Parker Institute teams up with Xyphos to tame CAR-Ts

handshake over a desk with computers and someone taking notes
The billionaire-backed Parker Institute is investing in Xyphos and will help create and test preclinical CAR-T candidates. (rawpixel)

The Parker Institute for Cancer Immunotherapy has teamed up with Xyphos Biosciences to advance next-generation CAR-T therapies. Like others in the field, the Parker Institute and Xyphos are working to improve on the blunt force of the initial CAR-Ts by creating more controllable therapies free from the safety issues and efficacy limitations of their predecessors.

Xyphos is contributing CAR-T technology to the partnership. The biotech, which was created last year in the breakup of AvidBiotics, has engineered the NKG2D receptor to be inactive until it comes into contact with a bispecific. By using the engineered receptor in CAR-T therapies, Xyphos may be able create cells that circulate harmlessly when first administered.
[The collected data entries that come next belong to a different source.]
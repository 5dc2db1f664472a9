//! redb-backed [`warden_core::store::Store`] implementation.
//!
//! An `Arc<Database>`, table creation on open, and `spawn_blocking` around
//! every transaction since redb is a synchronous API.

mod codec;
mod keys;
mod tables;
mod tx;

use std::path::Path;
use std::sync::Arc;

use redb::Database;
use warden_core::config::ConnectionTarget;
use warden_core::error::{Error, Result};
use warden_core::store::{ReadTx, Store, WriteTx};

use tables::*;
use tx::{RedbReadTx, RedbWriteTx};

/// Local, single-process [`Store`] backed by a redb database file.
#[derive(Clone)]
pub struct RedbStore {
    db: Arc<Database>,
}

impl RedbStore {
    pub fn open<P: AsRef<Path>>(path: P) -> Result<Self> {
        let db = Database::create(path.as_ref()).map_err(|e| Error::Internal(format!("open redb database: {e}")))?;

        // Touch every table once so a fresh database doesn't fault on first
        // read.
        let write_txn = db
            .begin_write()
            .map_err(|e| Error::Internal(format!("begin_write: {e}")))?;
        for table in [
            REGISTRIES,
            REGISTRY_NAME_BY_ID,
            ENTRIES_BY_ID,
            SERVER_VERSIONS,
            SKILL_VERSIONS,
            PACKAGES,
            REMOTES,
            ICONS,
            ENTRY_INDEX_BY_REGISTRY,
            ENTRY_INDEX_GLOBAL,
            ENTRY_UNIQUE_BY_REGISTRY,
            LATEST_POINTERS,
            SYNC_STATUS,
        ] {
            let _ = write_txn
                .open_table(table)
                .map_err(|e| Error::Internal(format!("open_table: {e}")))?;
        }
        write_txn
            .commit()
            .map_err(|e| Error::Internal(format!("commit: {e}")))?;

        Ok(Self { db: Arc::new(db) })
    }

    /// Builds a store from a validated [`ConnectionTarget`]
    /// (`EngineConfig::connection`). `ConnectionString` is a `redb://` URI
    /// whose path names the database file; `Pool` downcasts to an
    /// already-open `Arc<Database>` for callers that manage the database's
    /// lifecycle themselves.
    pub fn from_connection(target: &ConnectionTarget) -> Result<Self> {
        match target {
            ConnectionTarget::ConnectionString(conn) => {
                let path = conn.strip_prefix("redb://").unwrap_or(conn);
                Self::open(path)
            }
            ConnectionTarget::Pool(pool) => {
                let db = pool
                    .clone()
                    .downcast::<Database>()
                    .map_err(|_| Error::InvalidArgument("connection pool is not an Arc<redb::Database>".into()))?;
                Ok(Self { db })
            }
        }
    }
}

impl std::fmt::Debug for RedbStore {
    fn fmt(&self, f: &mut std::fmt::Formatter<'_>) -> std::fmt::Result {
        f.debug_struct("RedbStore").finish()
    }
}

#[async_trait::async_trait]
impl Store for RedbStore {
    async fn read<F, T>(&self, f: F) -> Result<T>
    where
        F: FnOnce(&dyn ReadTx) -> Result<T> + Send + 'static,
        T: Send + 'static,
    {
        let db = self.db.clone();
        tokio::task::spawn_blocking(move || -> Result<T> {
            let txn = db
                .begin_read()
                .map_err(|e| Error::Internal(format!("begin_read: {e}")))?;
            let tx = RedbReadTx { txn: &txn };
            f(&tx)
        })
        .await
        .map_err(|e| Error::Internal(format!("redb read task panicked: {e}")))?
    }

    async fn write<F, T>(&self, f: F) -> Result<T>
    where
        F: FnOnce(&mut dyn WriteTx) -> Result<T> + Send + 'static,
        T: Send + 'static,
    {
        let db = self.db.clone();
        tokio::task::spawn_blocking(move || -> Result<T> {
            let txn = db
                .begin_write()
                .map_err(|e| Error::Internal(format!("begin_write: {e}")))?;
            let result = {
                let mut tx = RedbWriteTx { txn: &txn };
                f(&mut tx)
            };
            match result {
                Ok(value) => {
                    txn.commit()
                        .map_err(|e| Error::Internal(format!("commit: {e}")))?;
                    Ok(value)
                }
                Err(e) => {
                    // Dropping an uncommitted WriteTransaction aborts it.
                    Err(e)
                }
            }
        })
        .await
        .map_err(|e| Error::Internal(format!("redb write task panicked: {e}")))?
    }
}

#[cfg(test)]
mod tests {
    use super::*;
    use chrono::Utc;
    use uuid::Uuid;
    use warden_core::model::{CreationKind, Registry, RegistryKind};
    use warden_core::store::ReadTx;

    async fn temp_store() -> (RedbStore, tempfile::TempDir) {
        let dir = tempfile::tempdir().unwrap();
        let store = RedbStore::open(dir.path().join("warden.redb")).unwrap();
        (store, dir)
    }

    fn sample_registry(name: &str) -> Registry {
        let now = Utc::now();
        Registry {
            id: Uuid::new_v4(),
            name: name.to_string(),
            kind: RegistryKind::Managed,
            creation: CreationKind::Api,
            source_kind: None,
            file_subtype: None,
            format: Registry::default_format(),
            source_config: serde_json::json!({}),
            filter_config: None,
            sync_schedule: None,
            syncable: false,
            created_at: now,
            updated_at: now,
        }
    }

    #[tokio::test]
    async fn insert_and_read_back_registry() {
        let (store, _dir) = temp_store().await;
        let registry = sample_registry("acme");

        let inserted = registry.clone();
        store
            .write(move |tx| tx.insert_api_registry(inserted))
            .await
            .unwrap();

        let fetched = store
            .read(|tx| tx.get_registry_by_name("acme"))
            .await
            .unwrap();
        assert_eq!(fetched.unwrap().id, registry.id);
    }

    #[test]
    fn from_connection_string_opens_the_named_file() {
        let dir = tempfile::tempdir().unwrap();
        let conn = format!("redb://{}", dir.path().join("warden.redb").display());
        let target = warden_core::config::ConnectionTarget::ConnectionString(conn);
        RedbStore::from_connection(&target).unwrap();
    }

    #[tokio::test]
    async fn duplicate_registry_name_rejected() {
        let (store, _dir) = temp_store().await;
        let a = sample_registry("dup");
        let b = sample_registry("dup");

        store.write(move |tx| tx.insert_api_registry(a)).await.unwrap();
        let result = store.write(move |tx| tx.insert_api_registry(b)).await;
        assert!(matches!(result, Err(Error::AlreadyExists(_))));
    }
}
//! Error kinds shared by every layer of the engine.
//!
//! A small `thiserror` enum with one variant per failure class callers
//! need to branch on, rather than a single opaque error type.

use std::fmt;

pub type Result<T> = std::result::Result<T, Error>;

/// A single failure class an engine caller may need to observe and branch on.
#[derive(thiserror::Error, Debug)]
pub enum Error {
    /// The backend does not support this operation (e.g. the `GetRegistry` aggregate).
    #[error("not implemented: {0}")]
    NotImplemented(String),

    /// A required row was absent.
    #[error("not found: {0}")]
    NotFound(String),

    /// A registry lookup missed (a distinguished `NotFound` subcase).
    #[error("registry not found: {0}")]
    RegistryNotFound(String),

    /// Duplicate registry name on create.
    #[error("registry already exists: {0}")]
    AlreadyExists(String),

    /// Duplicate `(registry, name, version)` on publish.
    #[error("version already exists: {0}")]
    VersionAlreadyExists(String),

    /// Malformed input, empty required fields, conflicting next/prev, bad name.
    #[error("invalid argument: {0}")]
    InvalidArgument(String),

    /// Registry config failed validation (including a file-subtype change).
    #[error("invalid registry config: {0}")]
    InvalidRegistryConfig(String),

    /// Attempt to change an immutable `sourceType`.
    #[error("source type change not allowed: {0}")]
    SourceTypeChangeNotAllowed(String),

    /// Publish/delete attempted against a non-MANAGED registry.
    #[error("registry is not managed: {0}")]
    NotManagedRegistry(String),

    /// Attempt to mutate a CONFIG-created registry via the API.
    #[error("config-created registry is immutable: {0}")]
    ConfigRegistryImmutable(String),

    /// A malformed opaque pagination cursor.
    #[error("invalid cursor: {0}")]
    CursorError(String),

    /// Publisher-provided metadata exceeded the configured cap.
    #[error("metadata too large: {0} bytes (max {1})")]
    MetaTooLarge(usize, usize),

    /// An upstream payload could not be parsed.
    #[error("parse error: {0}")]
    ParseError(String),

    /// The calling context was canceled.
    #[error("canceled")]
    Canceled,

    /// A serialization conflict; the caller may retry.
    #[error("retryable conflict: {0}")]
    Retryable(String),

    /// An unclassified or impossible error. Carries [`ErrBug`] markers
    /// for assertion violations (e.g. a single-row query returning
    /// more or less than one row).
    #[error("internal error: {0}")]
    Internal(String),
}

impl Error {
    /// Construct an [`Error::Internal`] for an assertion violation, so tests
    /// can pin impossible states instead of letting them escape as generic
    /// internal errors.
    pub fn bug(msg: impl fmt::Display) -> Self {
        Error::Internal(format!("{ErrBug}: {msg}"))
    }
}

/// Sentinel printed inside [`Error::Internal`] messages produced by [`Error::bug`].
pub struct ErrBug;

impl fmt::Display for ErrBug {
    fn fmt(&self, f: &mut fmt::Formatter<'_>) -> fmt::Result {
        write!(f, "ErrBug")
    }
}

impl From<anyhow::Error> for Error {
    fn from(err: anyhow::Error) -> Self {
        Error::Internal(err.to_string())
    }
}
Xyphos could then turn the CAR-T on by administering a bispecific that binds to its inactive NKG2D receptor and a tumor antigen.

In theory, the approach has several advantages over first-generation CAR-Ts. The use of bispecifics to activate CAR-T therapies and bring them into contact with tumor cells could reduce off-target effects and enable modulation of the intensity of the treatment. In contrast, if first-generation CAR-Ts start proliferating dangerously quickly, physicians have limited ability to pump the brakes on the treatment.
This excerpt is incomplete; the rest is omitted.